# Different Fittings



## Francesco (Aug 1, 2008)

First post here. Much good information on this forum. I have been reading with great interest. 

Have a question. I have a kitchen stove that is running on propane.  It uses the typical outdoor (100#) cylinder. I want to use a 20# tank because we do not use enough gas to justify filling the larger tank. I noticed that I couldn't just disconnect the large tank and install the smaller one because the fittings were different. I'd like to know what fittings I should purchase in order to complete the installation properly. I had planned to use the  regulator from the large tank so it would provide the correct amount of gas pressure for the stove. The stove is a small 24" type.

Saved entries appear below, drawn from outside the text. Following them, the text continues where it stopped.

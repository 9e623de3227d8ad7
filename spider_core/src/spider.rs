use std::collections::{BTreeMap, HashSet, VecDeque};
use std::path::PathBuf;
use std::sync::atomic::{AtomicU64, Ordering};
use std::sync::{Arc, Mutex};

use itertools::Itertools;
use tokio::sync::Notify;
use tokio::task::JoinHandle;
use tokio_util::sync::CancellationToken;

use crate::error::{Result, SourceError};
use crate::listener::ListenerSet;
use crate::scheduler::RequestQueues;
use crate::state::{PageEvent, PageStates};
use crate::token::{PToken, TokenTable};
use crate::{
    text, GallerySource, ImageDecoder, PageState, PageStore, SpiderInfo, SpiderListener,
    SpiderMode, SPIDER_WORKER_COUNT,
};

/// What `size()` reports to consumers.
#[derive(Debug, Clone, Copy, PartialEq, Eq)]
pub enum GallerySize {
    /// The queen is gone: startup failed or the spider was stopped.
    Error,
    /// The page count is not known yet.
    Wait,
    Pages(u32),
}

/// Immediate answer to a page request. `None` from `request` means the page
/// is on its way and the caller should wait for listener events.
#[derive(Debug, Clone, PartialEq)]
pub enum PageUpdate {
    /// Download in flight; the fraction is absent while the content length
    /// is unknown.
    Downloading(Option<f32>),
    Failed(String),
}

pub(crate) struct WorkerSlot {
    pub id: u64,
    pub handle: JoinHandle<()>,
}

/// Outcome of one token-resolution attempt.
enum TokenFetch {
    Got,
    /// Another resolver already owns the preview page; the requester keeps
    /// waiting without any token-table change.
    Wait,
    Failed,
    Interrupted,
}

/// The per-gallery coordinator.
///
/// One queen task bootstraps the gallery metadata and serves pToken
/// requests, up to [`SPIDER_WORKER_COUNT`] worker tasks download pages, and
/// one decoder task turns stored pages into images. All tasks share this
/// struct through an `Arc` and stop through cancellation tokens: `stop()`
/// cancels the queen, whose exit path halts everything else.
pub struct GallerySpider {
    pub(crate) gid: u64,
    pub(crate) token: String,
    cache_dir: PathBuf,
    mode: Mutex<SpiderMode>,

    pub(crate) source: Arc<dyn GallerySource>,
    pub(crate) store: Arc<dyn PageStore>,
    pub(crate) image_decoder: Arc<dyn ImageDecoder>,
    pub(crate) listeners: ListenerSet,

    pub(crate) states: PageStates,
    pub(crate) tokens: Mutex<Option<TokenTable>>,
    pub(crate) token_requests: Mutex<VecDeque<u32>>,
    pub(crate) queen_notify: Notify,
    pub(crate) worker_notify: Notify,
    fetching_previews: Mutex<HashSet<u32>>,

    pub(crate) queues: Mutex<RequestQueues>,

    pub(crate) decode_stack: Mutex<Vec<u32>>,
    pub(crate) decoder_notify: Notify,

    queen: Mutex<Option<JoinHandle<()>>>,
    pub(crate) workers: Mutex<Vec<Option<WorkerSlot>>>,
    worker_seq: AtomicU64,
    decoder_task: Mutex<Option<JoinHandle<()>>>,

    queen_token: CancellationToken,
    pub(crate) halt_token: CancellationToken,
    stopped_token: CancellationToken,
}
use async_trait::async_trait;

use crate::error::SourceError;

/// One `(page index, pToken)` pair scraped from a preview page.
#[derive(Debug, Clone, PartialEq, Eq)]
pub struct PreviewEntry {
    pub index: u32,
    pub ptoken: String,
}

/// Parsed result of one gallery detail page: the counts and one preview set.
#[derive(Debug, Clone)]
pub struct GalleryPreviews {
    pub pages: u32,
    pub preview_pages: u32,
    pub previews: Vec<PreviewEntry>,
}

/// Parsed result of an image page: where the file actually lives, plus the
/// one-shot bypass key for retrying against a different source.
#[derive(Debug, Clone)]
pub struct ImagePage {
    pub image_url: String,
    pub skip_hath_key: Option<String>,
}

/// The gallery site: fetches and parses the HTML the spider needs. Failures
/// arrive pre-classified as [`SourceError`] so the worker can map them onto
/// page errors.
#[async_trait]
pub trait GallerySource: Send + Sync + 'static {
    /// Fetch and parse one page of the gallery's preview index.
    async fn preview_page(
        &self,
        gid: u64,
        token: &str,
        preview_index: u32,
    ) -> Result<GalleryPreviews, SourceError>;

    /// Fetch and parse the page that resolves one index to an image URL.
    /// `skip_hath_key` is appended as the `nl` bypass parameter on retry.
    async fn image_page(
        &self,
        gid: u64,
        index: u32,
        ptoken: &str,
        skip_hath_key: Option<&str>,
    ) -> Result<ImagePage, SourceError>;

    /// Open an image URL for streaming download.
    async fn open_image(&self, url: &str) -> Result<Box<dyn ImageBody>, SourceError>;
}

/// A streaming image response body.
#[async_trait]
pub trait ImageBody: Send {
    fn content_length(&self) -> Option<u64>;

    /// Next chunk of the body; `Ok(None)` on EOF.
    async fn chunk(&mut self) -> std::io::Result<Option<Vec<u8>>>;
}
pub const BASE_URL: &str = "https://e-hentai.org";
use thiserror::Error;

pub type Result<T> = std::result::Result<T, Error>;

#[derive(Error, Debug)]
pub enum Error {
    #[error("Invalid state: {0}")]
    InvalidState(String),
    #[error("Gallery source error: {0}")]
    SourceError(#[from] SourceError),
    #[error("IO Error: {0}")]
    IOError(#[from] std::io::Error),
    #[error("Cannot encode/decode JSON: {0}")]
    JSONError(#[from] serde_json::Error),
    #[error("Cannot parse URL: {0}")]
    UrlError(#[from] url::ParseError),

    #[error(transparent)]
    Other(#[from] anyhow::Error),
}

/// Failures of the gallery site collaborators, pre-classified so the worker
/// can map them onto page errors without inspecting messages.
#[derive(Error, Debug)]
pub enum SourceError {
    #[error("Invalid URL: {0}")]
    InvalidUrl(String),
    #[error("Network error: {0}")]
    Network(String),
    #[error("Cannot parse HTML: {0}")]
    Parse(String),
}
use std::collections::VecDeque;

use crate::{SpiderMode, PRELOAD_COUNT};

/// The scheduler queues, all guarded by one mutex in the spider.
///
/// Dequeue priority is fixed: explicit re-requests, then interactive
/// requests, then preloads, then the bulk download cursor.
pub(crate) struct RequestQueues {
    force: VecDeque<u32>,
    interactive: VecDeque<u32>,
    preload: VecDeque<u32>,
    /// Next index of the bulk phase; -1 outside download mode. The bulk
    /// phase is over once the cursor reaches the page count.
    download_cursor: i32,
}

impl RequestQueues {
    pub fn new(mode: SpiderMode) -> Self {
        let mut queues = RequestQueues {
            force: VecDeque::new(),
            interactive: VecDeque::new(),
            preload: VecDeque::new(),
            download_cursor: -1,
        };
        queues.set_mode(mode);
        queues
    }

    pub fn set_mode(&mut self, mode: SpiderMode) {
        self.download_cursor = match mode {
            SpiderMode::Download => 0,
            SpiderMode::Read => -1,
        };
    }

    /// Whether any work is schedulable (used at queen bootstrap to decide if
    /// workers must be spawned right away).
    pub fn has_work(&self) -> bool {
        !self.force.is_empty()
            || !self.interactive.is_empty()
            || !self.preload.is_empty()
            || self.download_cursor >= 0
    }

    pub fn push_force(&mut self, index: u32) {
        self.force.push_back(index);
    }

    /// Queue an interactive request and replace the preload window with up to
    /// [`PRELOAD_COUNT`] consecutive successors. The window needs the page
    /// count for its bound, so no preloads are queued before it is known.
    pub fn push_interactive(&mut self, index: u32, pages: Option<u32>) {
        self.interactive.push_back(index);
        self.preload.clear();
        if let Some(pages) = pages {
            for preload in index + 1..=index.saturating_add(PRELOAD_COUNT) {
                if preload < pages {
                    self.preload.push_back(preload);
                }
            }
        }
    }

    /// Pop the next index to work on, with its force flag. The bulk cursor is
    /// post-incremented. `None` sends the calling worker to exit.
    pub fn next(&mut self, pages: u32) -> Option<(u32, bool)> {
        if let Some(index) = self.force.pop_front() {
            return Some((index, true));
        }
        if let Some(index) = self.interactive.pop_front() {
            return Some((index, false));
        }
        if let Some(index) = self.preload.pop_front() {
            return Some((index, false));
        }
        if self.download_cursor >= 0 && (self.download_cursor as u32) < pages {
            let index = self.download_cursor as u32;
            self.download_cursor += 1;
            return Some((index, false));
        }
        None
    }
}
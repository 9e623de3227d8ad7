use std::sync::{Arc, Mutex};

/// Observer of one spider's progress. All methods default to no-ops so a
/// consumer implements only what it needs; implementations must not block.
pub trait SpiderListener: Send + Sync {
    /// The page count is known; the spider is ready for requests.
    fn on_get_pages(&self, _pages: u32) {}

    /// The remote answered a page with its rate-limit sentinel image.
    fn on_get_509(&self, _index: u32) {}

    /// Streaming progress: total content length (when known), bytes received
    /// so far, and the size of the chunk just written.
    fn on_page_download(
        &self,
        _index: u32,
        _content_length: Option<u64>,
        _received: u64,
        _bytes_read: usize,
    ) {
    }

    fn on_page_success(&self, _index: u32) {}

    fn on_page_failure(&self, _index: u32, _error: &str) {}

    fn on_get_image_success(&self, _index: u32, _image: &image::DynamicImage) {}

    fn on_get_image_failure(&self, _index: u32, _error: &str) {}
}

/// Listener list. Notifications iterate over a snapshot taken under the
/// lock, so a listener may re-enter the spider (or this list) freely.
pub(crate) struct ListenerSet {
    inner: Mutex<Vec<Arc<dyn SpiderListener>>>,
}

impl ListenerSet {
    pub fn new() -> Self {
        ListenerSet { inner: Mutex::new(Vec::new()) }
    }

    pub fn add(&self, listener: Arc<dyn SpiderListener>) {
        self.inner.lock().unwrap().push(listener);
    }

    pub fn remove(&self, listener: &Arc<dyn SpiderListener>) {
        self.inner
            .lock()
            .unwrap()
            .retain(|other| !Arc::ptr_eq(other, listener));
    }

    pub fn snapshot(&self) -> Vec<Arc<dyn SpiderListener>> {
        self.inner.lock().unwrap().clone()
    }
}
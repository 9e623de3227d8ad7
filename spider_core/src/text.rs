//! User-facing page error strings. A UI layer would localize these keys;
//! the engine only guarantees which one is attached to a failed page.

pub const ERROR_UNKNOWN: &str = "Unknown error";
pub const ERROR_INVALID_URL: &str = "Invalid image URL";
pub const ERROR_SOCKET: &str = "Network error";
pub const ERROR_PARSE: &str = "Failed to parse page";
pub const ERROR_509: &str = "Rate limited (509)";
pub const ERROR_WRITE_FAILED: &str = "Failed to write image";
pub const ERROR_PTOKEN_FAILED: &str = "Failed to get pToken";

pub const ERROR_OUT_OF_RANGE: &str = "Page out of range";
pub const ERROR_NOT_FOUND: &str = "Image not found";
pub const ERROR_READ_FAILED: &str = "Failed to read image";
pub const ERROR_DECODE_FAILED: &str = "Failed to decode image";
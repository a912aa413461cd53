//! 可观测性模块集成测试
//!
//! 没有安装 recorder 时指标宏为空操作，这里验证各记录函数与中间件在任意输入下不会 panic。

// ============================================================================
// 指标记录测试
// ============================================================================

mod metrics_tests {
    use dispatch_shared::observability::metrics::{
        get_handle, record_dispatch, record_http_request, record_index_reload,
        record_rule_execution,
    };

    #[test]
    fn test_record_http_request() {
        record_http_request("POST", "/api/v1/dispatch", 200, 0.05);
        record_http_request("POST", "/api/v1/dispatch", 404, 0.01);
        record_http_request("GET", "/api/v1/rules", 200, 0.002);
        record_http_request("GET", "/health", 200, 0.001);
    }

    #[test]
    fn test_record_dispatch() {
        record_dispatch("Account", "matched");
        record_dispatch("Order", "matched");
        record_dispatch("Billing", "no_match");
    }

    #[test]
    fn test_record_rule_execution() {
        record_rule_execution("Forward", "success", 0.001);
        record_rule_execution("Escalate", "failure", 0.25);
    }

    #[test]
    fn test_record_index_reload() {
        record_index_reload("success");
        record_index_reload("failure");
    }

    #[test]
    fn test_metrics_with_edge_cases() {
        record_http_request("", "", 0, 0.0);

        let long_source = "x".repeat(1000);
        record_dispatch(&long_source, "no_match");

        record_rule_execution("Forward", "success", 999.99);
    }

    #[test]
    fn test_handle_absent_without_init() {
        assert!(get_handle().is_none());
    }
}

// ============================================================================
// 中间件测试
// ============================================================================

mod middleware_tests {
    use axum::{Router, body::Body, http::Request, middleware, routing::get};
    use dispatch_shared::observability::middleware::{RequestId, http_tracing, request_id};
    use tower::ServiceExt;

    fn app() -> Router {
        Router::new()
            .route("/ping", get(|| async { "pong" }))
            .layer(middleware::from_fn(http_tracing))
            .layer(middleware::from_fn(request_id))
    }

    #[test]
    fn test_request_id_clone() {
        let id1 = RequestId("original".to_string());
        let id2 = id1.clone();
        assert_eq!(id1.as_str(), id2.as_str());
    }

    #[tokio::test]
    async fn test_request_id_generated() {
        let response = app()
            .oneshot(Request::get("/ping").body(Body::empty()).unwrap())
            .await
            .unwrap();

        let id = response.headers()["x-request-id"].to_str().unwrap();
        assert!(uuid::Uuid::parse_str(id).is_ok());
    }

    #[tokio::test]
    async fn test_request_id_preserved() {
        let response = app()
            .oneshot(
                Request::get("/ping")
                    .header("x-request-id", "upstream-1")
                    .body(Body::empty())
                    .unwrap(),
            )
            .await
            .unwrap();

        assert_eq!(response.headers()["x-request-id"], "upstream-1");
    }
}

// ============================================================================
// 配置测试
// ============================================================================

mod config_tests {
    use dispatch_shared::observability::ObservabilityConfig;

    #[test]
    fn test_default_config() {
        let config = ObservabilityConfig::default();
        assert_eq!(config.service_name, "unknown-service");
        assert_eq!(config.metrics_port, 9090);
        assert!(config.metrics_enabled);
    }

    #[test]
    fn test_custom_config() {
        let config = ObservabilityConfig {
            service_name: "rules-engine".to_string(),
            log_level: "debug".to_string(),
            json_logs: true,
            metrics_enabled: false,
            metrics_port: 9091,
        };

        assert_eq!(config.service_name, "rules-engine");
        assert_eq!(config.log_level, "debug");
        assert!(config.json_logs);
        assert!(!config.metrics_enabled);
    }
}

// ============================================================================
// Guard 测试
// ============================================================================

mod guard_tests {
    use dispatch_shared::observability::ObservabilityGuard;

    #[test]
    fn test_empty_guard() {
        let guard = ObservabilityGuard::empty();
        drop(guard);
    }
}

I'd like to do a safety check as well. We are out of gas in the large tank. (again not a huge problem, but an inconvenience)

I have plumbing experience and all the tools, but am not a professional at it.

Thank you. 

Francesco 

PS. Anything I can do to support the forum just ask.


----------



## Francesco (Aug 1, 2008)

Thanks for the quick reply.

That is exactly what I wanted to do. So I will try again per your suggestion. 

As I recall, the fittings were different, so I couldn't just connect up and go.

What fittings or adapters do you think I'll need to connect the grill regulator to the pipe going in to the house?  There are a couple of "home stores" in the area.


Francesco


----------



## Francesco (Aug 1, 2008)

Pyro:

Thanks again. The small tank is relatively new. One of those Blue Rhino tanks. I think I have 2 tanks.  The regulator I have is a Marshall model 150. Should that be good enough?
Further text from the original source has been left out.